Second, we knew that if we wanted a large number of fathers showing up, we couldn't
schedule book clubs more than once a month. Too many men have to take off early
from work to get to the book club. In the end we decided to hold the book club once
every nine weeks.
Finally, because we knew guys pretty well (being guys ourselves), we knew we didn't
want the typical book club, where we all read the same book and discussed it. That
would be too much like school. We decided to choose a theme for each book club.
We'd lay out over 200 books to choose from, with different reading levels and topics
related to the theme. And we'd have activities and give opportunities for boys and
their fathers to put what they learned from reading into practice.
The Nuts and Bolts of the Process
In the beginning, in order to get the word out to parents, we sent a flyer home
with all the boys in the school. Now, to remind the fathers and sons of each meeting,
we use the regular school announcements, websites, parent letters, etc.

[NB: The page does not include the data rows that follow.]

//! Run snapshot change detection.
//!
//! Before each run the previous run's document is kept next to the current
//! one as `<name>.aux`. Comparing the two tells the engine whether anything
//! changed since the last run. Comparison is on parsed YAML values, so
//! comments and formatting do not count.

use serde::Serialize;
use serde_yaml::Value;
use std::io::ErrorKind;
use std::path::{Path, PathBuf};

use crate::error::Result;

/// Extension of the stored snapshot file.
pub const SNAPSHOT_EXTENSION: &str = "aux";

/// Outcome of recording a snapshot.
#[derive(Debug, Clone, Copy, PartialEq, Eq, Serialize)]
#[serde(rename_all = "lowercase")]
pub enum SnapshotStatus {
    /// No previous snapshot existed
    First,
    /// The document differs from the previous snapshot
    Changed,
    /// The document matches the previous snapshot
    Unchanged,
}

impl SnapshotStatus {
    /// Lowercase name, as printed by the CLI.
    #[must_use]
    pub const fn as_str(self) -> &'static str {
        match self {
            Self::First => "first",
            Self::Changed => "changed",
            Self::Unchanged => "unchanged",
        }
    }
}

impl std::fmt::Display for SnapshotStatus {
    fn fmt(&self, f: &mut std::fmt::Formatter<'_>) -> std::fmt::Result {
        f.write_str(self.as_str())
    }
}

/// The stored snapshot belonging to one configuration document.
#[derive(Debug, Clone)]
pub struct RunSnapshot {
    aux_path: PathBuf,
}

impl RunSnapshot {
    /// Snapshot stored beside `document` with the `.aux` extension.
    #[must_use]
    pub fn for_document(document: &Path) -> Self {
        Self::at(document.with_extension(SNAPSHOT_EXTENSION))
    }

    /// Snapshot stored at an explicit path.
    #[must_use]
    pub fn at(aux_path: impl Into<PathBuf>) -> Self {
        Self {
            aux_path: aux_path.into(),
        }
    }

    /// Path of the stored snapshot.
    #[must_use]
    pub fn aux_path(&self) -> &Path {
        &self.aux_path
    }

    /// Compares `document_text` with the stored snapshot, then replaces the
    /// snapshot with it.
    ///
    /// A stored snapshot that no longer parses counts as changed.
    ///
    /// # Errors
    ///
    /// Returns an error if `document_text` is not valid YAML (the snapshot
    /// is left untouched), or if the snapshot cannot be read or written.
    pub fn record(&self, document_text: &str) -> Result<SnapshotStatus> {
        let current: Value = serde_yaml::from_str(document_text)?;

        let status = match std::fs::read_to_string(&self.aux_path) {
            Ok(previous) => match serde_yaml::from_str::<Value>(&previous) {
                Ok(previous) if previous == current => SnapshotStatus::Unchanged,
                Ok(_) => SnapshotStatus::Changed,
                Err(e) => {
                    tracing::debug!(
                        snapshot = %self.aux_path.display(),
                        error = %e,
                        "stored snapshot does not parse"
                    );
                    SnapshotStatus::Changed
                }
            },
            Err(e) if e.kind() == ErrorKind::NotFound => SnapshotStatus::First,
            Err(e) => return Err(e.into()),
        };

        std::fs::write(&self.aux_path, document_text)?;
        tracing::debug!(snapshot = %self.aux_path.display(), %status, "recorded run snapshot");
        Ok(status)
    }
}

#[cfg(test)]
mod tests {
    use super::*;

    const DOC: &str = "averages: 5\ndynamic_steps: 100\n";

    #[test]
    fn test_aux_path_beside_document() {
        let snapshot = RunSnapshot::for_document(Path::new("/runs/odmr.yaml"));
        assert_eq!(snapshot.aux_path(), Path::new("/runs/odmr.aux"));
    }

    #[test]
    fn test_first_then_unchanged_then_changed() {
        let dir = tempfile::tempdir().unwrap();
        let document = dir.path().join("odmr.yaml");
        let snapshot = RunSnapshot::for_document(&document);

        assert_eq!(snapshot.record(DOC).unwrap(), SnapshotStatus::First);
        assert_eq!(snapshot.record(DOC).unwrap(), SnapshotStatus::Unchanged);
        assert_eq!(
            snapshot.record("averages: 6\ndynamic_steps: 100\n").unwrap(),
            SnapshotStatus::Changed
        );
        assert_eq!(
            std::fs::read_to_string(snapshot.aux_path()).unwrap(),
            "averages: 6\ndynamic_steps: 100\n"
        );
        assert!(!document.exists());
    }

    #[test]
    fn test_comments_and_formatting_do_not_count() {
        let dir = tempfile::tempdir().unwrap();
        let snapshot = RunSnapshot::at(dir.path().join("odmr.aux"));
        snapshot.record(DOC).unwrap();
        let reformatted = "# tweaked by hand\naverages:   5   # five\ndynamic_steps: 100\n";
        assert_eq!(
            snapshot.record(reformatted).unwrap(),
            SnapshotStatus::Unchanged
        );
    }

    #[test]
    fn test_corrupt_snapshot_counts_as_changed() {
        let dir = tempfile::tempdir().unwrap();
        let snapshot = RunSnapshot::at(dir.path().join("odmr.aux"));
        std::fs::write(snapshot.aux_path(), "averages: [5\n").unwrap();
        assert_eq!(snapshot.record(DOC).unwrap(), SnapshotStatus::Changed);
        assert_eq!(snapshot.record(DOC).unwrap(), SnapshotStatus::Unchanged);
    }

    #[test]
    fn test_invalid_document_leaves_snapshot() {
        let dir = tempfile::tempdir().unwrap();
        let snapshot = RunSnapshot::at(dir.path().join("odmr.aux"));
        snapshot.record(DOC).unwrap();
        assert!(snapshot.record("averages: [5\n").is_err());
        assert_eq!(std::fs::read_to_string(snapshot.aux_path()).unwrap(), DOC);
    }

    #[test]
    fn test_status_display() {
        assert_eq!(SnapshotStatus::Unchanged.to_string(), "unchanged");
        assert_eq!(
            serde_json::to_string(&SnapshotStatus::First).unwrap(),
            r#""first""#
        );
    }
}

We recognize that not all kids can bring a father. So we tell kids to bring an important
adult male in their life. If they do not have someone that can come with them to
a particular club meeting, we pair them with a volunteer.

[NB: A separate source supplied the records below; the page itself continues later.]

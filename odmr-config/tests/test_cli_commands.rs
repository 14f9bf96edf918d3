mod common;

use common::{fixture_path, spawn_command, stderr, stdout};

#[test]
fn validate_valid_config() {
    let config = fixture_path("odmr.yaml");
    let output = spawn_command(&["validate", config.to_str().unwrap()]);
    assert!(
        output.status.success(),
        "validate should succeed for valid config: {}",
        stderr(&output)
    );
    assert!(stdout(&output).contains("ok:"));
}

#[test]
fn validate_json_output() {
    let good = fixture_path("odmr.yaml");
    let bad = fixture_path("duplicate_channels.yaml");
    let output = spawn_command(&[
        "validate",
        "--format",
        "json",
        good.to_str().unwrap(),
        bad.to_str().unwrap(),
    ]);
    assert_eq!(output.status.code(), Some(2));

    let parsed: serde_json::Value =
        serde_json::from_str(&stdout(&output)).expect("output should be valid JSON");
    assert_eq!(parsed["summary"]["total"], 2);
    assert_eq!(parsed["summary"]["failed"], 1);
    assert_eq!(parsed["files"][0]["valid"], true);
    assert_eq!(parsed["files"][1]["valid"], false);
    assert!(
        parsed["files"][1]["errors"][0]
            .as_str()
            .unwrap()
            .contains("already assigned")
    );
}

#[test]
fn validate_missing_file() {
    let output = spawn_command(&["validate", "/tmp/nonexistent_odmr_config_test_file.yaml"]);
    assert_eq!(output.status.code(), Some(3));
    assert!(stderr(&output).contains("file not found"));
}

#[test]
fn show_human() {
    let config = fixture_path("odmr.yaml");
    let output = spawn_command(&["show", config.to_str().unwrap()]);
    assert!(output.status.success(), "{}", stderr(&output));
    let out = stdout(&output);
    assert!(out.contains("experiment_type: ODMR"), "{out}");
    assert!(out.contains("MW=3"), "{out}");
    assert!(out.contains("mw_source (WindFreak @ COM3)"), "{out}");
}

#[test]
fn show_json() {
    let config = fixture_path("odmr.yaml");
    let output = spawn_command(&["show", "--format", "json", config.to_str().unwrap()]);
    assert!(output.status.success(), "{}", stderr(&output));

    let parsed: serde_json::Value =
        serde_json::from_str(&stdout(&output)).expect("output should be valid JSON");
    assert_eq!(parsed["experiment_type"], "ODMR");
    assert_eq!(parsed["sensor"]["type"], "DAQ");
    assert_eq!(parsed["sensor"]["config"]["number_measurements"], 20);
    assert_eq!(parsed["synchroniser"]["channel_mapping"]["MW"], 3);
    assert_eq!(parsed["dynamic_devices"]["mw_source"]["device_type"], "WindFreak");
    assert_eq!(parsed["pulse_sequence"]["laser_duration"], 3);
}

#[test]
fn show_invalid_config_exits_with_config_error() {
    let config = fixture_path("mismatched_steps.yaml");
    let output = spawn_command(&["show", config.to_str().unwrap()]);
    assert_eq!(output.status.code(), Some(2));
    assert!(stderr(&output).contains("inconsistent configuration"));
}

#[test]
fn sequence_valid() {
    let sequence = fixture_path("sequence.yaml");
    let config = fixture_path("odmr.yaml");
    let output = spawn_command(&[
        "sequence",
        sequence.to_str().unwrap(),
        "--config",
        config.to_str().unwrap(),
    ]);
    assert!(output.status.success(), "{}", stderr(&output));
    assert!(stdout(&output).contains("2 blocks, 4 pulses"));
}

#[test]
fn sequence_invalid_json() {
    let sequence = fixture_path("bad_sequence.yaml");
    let config = fixture_path("odmr.yaml");
    let output = spawn_command(&[
        "sequence",
        sequence.to_str().unwrap(),
        "--config",
        config.to_str().unwrap(),
        "--format",
        "json",
    ]);
    assert_eq!(output.status.code(), Some(2));

    let parsed: serde_json::Value =
        serde_json::from_str(&stdout(&output)).expect("output should be valid JSON");
    assert_eq!(parsed["valid"], false);
    let paths: Vec<&str> = parsed["errors"]
        .as_array()
        .unwrap()
        .iter()
        .map(|e| e["path"].as_str().unwrap())
        .collect();
    assert_eq!(
        paths,
        [
            "sequencing_repeats",
            "sequencing_order[1]",
            "init.TRIGGER",
            "init.TRIGGER.t"
        ]
    );
}

#[test]
fn snapshot_detects_changes() {
    let dir = tempfile::tempdir().unwrap();
    let config = dir.path().join("odmr.yaml");
    std::fs::copy(fixture_path("odmr.yaml"), &config).unwrap();
    let path = config.to_str().unwrap();

    let first = spawn_command(&["snapshot", path]);
    assert!(first.status.success(), "{}", stderr(&first));
    assert_eq!(stdout(&first).trim(), "first");
    assert!(dir.path().join("odmr.aux").exists());

    let again = spawn_command(&["snapshot", path]);
    assert_eq!(stdout(&again).trim(), "unchanged");

    let text = std::fs::read_to_string(&config).unwrap();
    std::fs::write(&config, text.replace("averages: 5", "averages: 6")).unwrap();
    let changed = spawn_command(&["snapshot", path]);
    assert_eq!(stdout(&changed).trim(), "changed");
}

#[test]
fn completions_bash() {
    let output = spawn_command(&["completions", "bash"]);
    assert!(output.status.success());
    assert!(stdout(&output).contains("odmr-config"));
}

#[test]
fn version_json() {
    let output = spawn_command(&["version", "--format", "json"]);
    assert!(output.status.success());
    let parsed: serde_json::Value = serde_json::from_str(stdout(&output).trim()).unwrap();
    assert_eq!(parsed["name"], "odmr-config");
}

#[test]
fn quiet_suppresses_non_error_output() {
    let config = fixture_path("unknown_key.yaml");
    let output = spawn_command(&["validate", "--quiet", config.to_str().unwrap()]);
    assert!(output.status.success());
    assert!(stdout(&output).is_empty(), "{}", stdout(&output));
    assert!(stderr(&output).is_empty(), "{}", stderr(&output));
}

#[test]
fn quiet_still_reports_failures() {
    let config = fixture_path("missing_field.yaml");
    let output = spawn_command(&["validate", "--quiet", config.to_str().unwrap()]);
    assert_eq!(output.status.code(), Some(2));
    assert!(stdout(&output).contains("FAILED:"));
    assert!(stderr(&output).contains("error:"));
}

#[test]
fn missing_arguments_exit_with_usage_error() {
    let output = spawn_command(&["validate"]);
    assert_eq!(output.status.code(), Some(64));
    assert!(stderr(&output).contains("<FILES>"));
}

#[test]
fn invalid_option_value_exits_with_usage_error() {
    let config = fixture_path("odmr.yaml");
    let output = spawn_command(&["show", config.to_str().unwrap(), "--format", "xml"]);
    assert_eq!(output.status.code(), Some(64));
    assert!(stderr(&output).contains("xml"));
}

#[test]
fn help_exits_successfully() {
    let output = spawn_command(&["--help"]);
    assert!(output.status.success());
    assert!(stdout(&output).contains("validate"));
}
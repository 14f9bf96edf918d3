//! Experiment configuration record
//!
//! Typed schema, open values for driver-specific settings, and lazy typed
//! views over those settings.

pub mod schema;
pub mod value;
pub mod views;

pub use schema::*;
pub use value::{Number, ParamMap, ParamValue};
pub use views::DaqConfig;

We get all the books we use at the club from three local libraries. The fathers
and sons read the books at the meeting and leave them there. However, we provide
index cards that they can write information down on if they like a book. The index
card then serves them as a reminder of the book in case they want to check it out
of the library.
Before scheduling our meetings, we clear the use of the gym with the administration.
We also check the schedules of other organized activities that the boys in our school
take part in. That helps to avoid scheduling conflicts.
We do not have a separate meeting with the fathers before the club starts. We just
explain the schedule for the evening to everyone present at the beginning of each
meeting. At one of our meetings, we passed out a written order of events, and that
seemed to be helpful.
Two Years and Counting
This is our second year leading the book club. Each time we've averaged around 70
fathers and sons. We've done themes on the following:
- Sports. A local tae kwon do group performed.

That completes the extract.